© All Rights reserved @ LearnWithDash
Step-by-Step Solution
Step 1: Understand the Given Condition
A body is rolling down an inclined plane. Its rotational kinetic energy (KR) is 40% (or 0.40 times) of its translational kinetic energy (KT). We need to identify the shape of this rolling object.
Step 2: Write Down the Relevant Equations
Translational kinetic energy:
$K_T = \frac{1}{2} M v^2.$
Rotational kinetic energy:
$K_R = \frac{1}{2} I \omega^2.$
Rolling condition (without slipping):
$\omega = \frac{v}{R}.$
Here, $M$ is the mass of the body, $I$ is its moment of inertia about the center of mass, $v$ is the linear speed, and $R$ is its radius.

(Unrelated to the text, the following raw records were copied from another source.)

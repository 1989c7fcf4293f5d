// Stylesheet inlined into every rendered page.

pub const STYLESHEET: &str = r#"
:root {
    --main-blue: #1E88E5;
    --light-blue: #BBD9F2;
    --dark-blue: #0D47A1;
    --accent-blue: #64B5F6;
    --good: #28a745;
    --fair: #ffc107;
    --poor: #dc3545;
}
body { margin: 0; font-family: 'Helvetica Neue', Arial, sans-serif; background: #f4f6f9; color: #212529; }
h1, h2, h3 { color: var(--dark-blue); }
.layout { display: flex; min-height: 100vh; }
.sidebar { width: 280px; background: #fff; padding: 20px; border-right: 1px solid #dee2e6; }
.main { flex: 1; padding: 24px 40px; max-width: 1200px; }
.main-header { background-color: var(--main-blue); padding: 1.5rem; border-radius: 10px; color: #fff; text-align: center; margin-bottom: 2rem; box-shadow: 0 4px 6px rgba(0,0,0,0.1); }
.card { background: #fff; border-radius: 10px; padding: 20px; box-shadow: 0 4px 10px rgba(0,0,0,0.05); margin-bottom: 20px; }
.columns { display: flex; gap: 20px; }
.columns > * { flex: 1; }
.columns .narrow { flex: 1; }
.columns .wide { flex: 2; }
.section-header { font-size: 1.2rem; font-weight: 600; color: var(--dark-blue); margin-bottom: 15px; border-bottom: 2px solid var(--accent-blue); padding-bottom: 8px; }
textarea { width: 100%; min-height: 250px; border-radius: 8px; border: 1px solid #ced4da; padding: 10px; box-sizing: border-box; }
button { background-color: var(--main-blue); color: #fff; border-radius: 8px; padding: 10px 20px; font-weight: bold; border: none; width: 100%; cursor: pointer; }
button:hover { background-color: var(--dark-blue); }
.actions { max-width: 50%; margin: 0 auto 20px auto; }
.notice { border-radius: 8px; padding: 12px 16px; margin-bottom: 16px; }
.notice-error { background: #f8d7da; color: #842029; }
.notice-warning { background: #fff3cd; color: #664d03; }
.notice-success { background: #d1e7dd; color: #0f5132; }
.notice-info { background: #cff4fc; color: #055160; }
.keyword-pill { display: inline-block; padding: 5px 12px; margin: 5px; background-color: var(--light-blue); color: var(--dark-blue); border-radius: 20px; font-size: 14px; font-weight: 500; }
.matched-keyword { background-color: #c8e6c9; color: #2e7d32; }
.match-score { text-align: center; }
.match-progress { height: 20px; border-radius: 5px; background-color: #e9ecef; margin: 10px 0 20px 0; overflow: hidden; }
.match-progress-bar { height: 100%; text-align: center; color: #fff; font-weight: bold; line-height: 20px; }
.skill-grid { display: grid; grid-template-columns: repeat(3, 1fr); gap: 10px; }
.skill { background-color: #e9f5fe; padding: 10px; border-radius: 8px; font-weight: bold; }
pre { background: #272822; color: #f8f8f2; padding: 12px; border-radius: 8px; overflow-x: auto; white-space: pre-wrap; }
.footer { text-align: center; color: #6c757d; margin-top: 2rem; padding-top: 1rem; border-top: 1px solid #dee2e6; }
"#;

Step 3: Express the Rotational Energy in Terms of v
From the rolling condition $\omega = \frac{v}{R}$, substitute into $K_R$:
$K_R = \frac{1}{2} I \left(\frac{v}{R}\right)^2
= \frac{1}{2} I \frac{v^2}{R^2}.$
Step 4: Apply the 40% Ratio
The given condition is $K_R = 0.40\,K_T$. Therefore,
$\frac{1}{2} I \frac{v^2}{R^2} = 0.40 \times \frac{1}{2} M v^2.$
Canceling common terms $\frac{1}{2} v^2$ from both sides gives:
$I \frac{1}{R^2} = 0.40\,M \quad
\Longrightarrow \quad I = 0.40\,M R^2.$
Since $0.40 = \frac{2}{5}$, we get:
$I = \frac{2}{5} M R^2.$
Step 5: Match the Moment of Inertia with Known Objects
Among standard rolling objects, the moment of inertia of a solid sphere (solid ball) about its center is $I_{\text{solid sphere}} = \frac{2}{5} M R^2.$
This exactly matches $I = \frac{2}{5} M R^2,$ which implies that for a solid ball rolling without slipping, its rotational kinetic energy is 40% of its translational kinetic energy.
Step 6: Conclusion
The body in question, satisfying $K_R = 0.40 \, K_T$, is therefore a solid ball.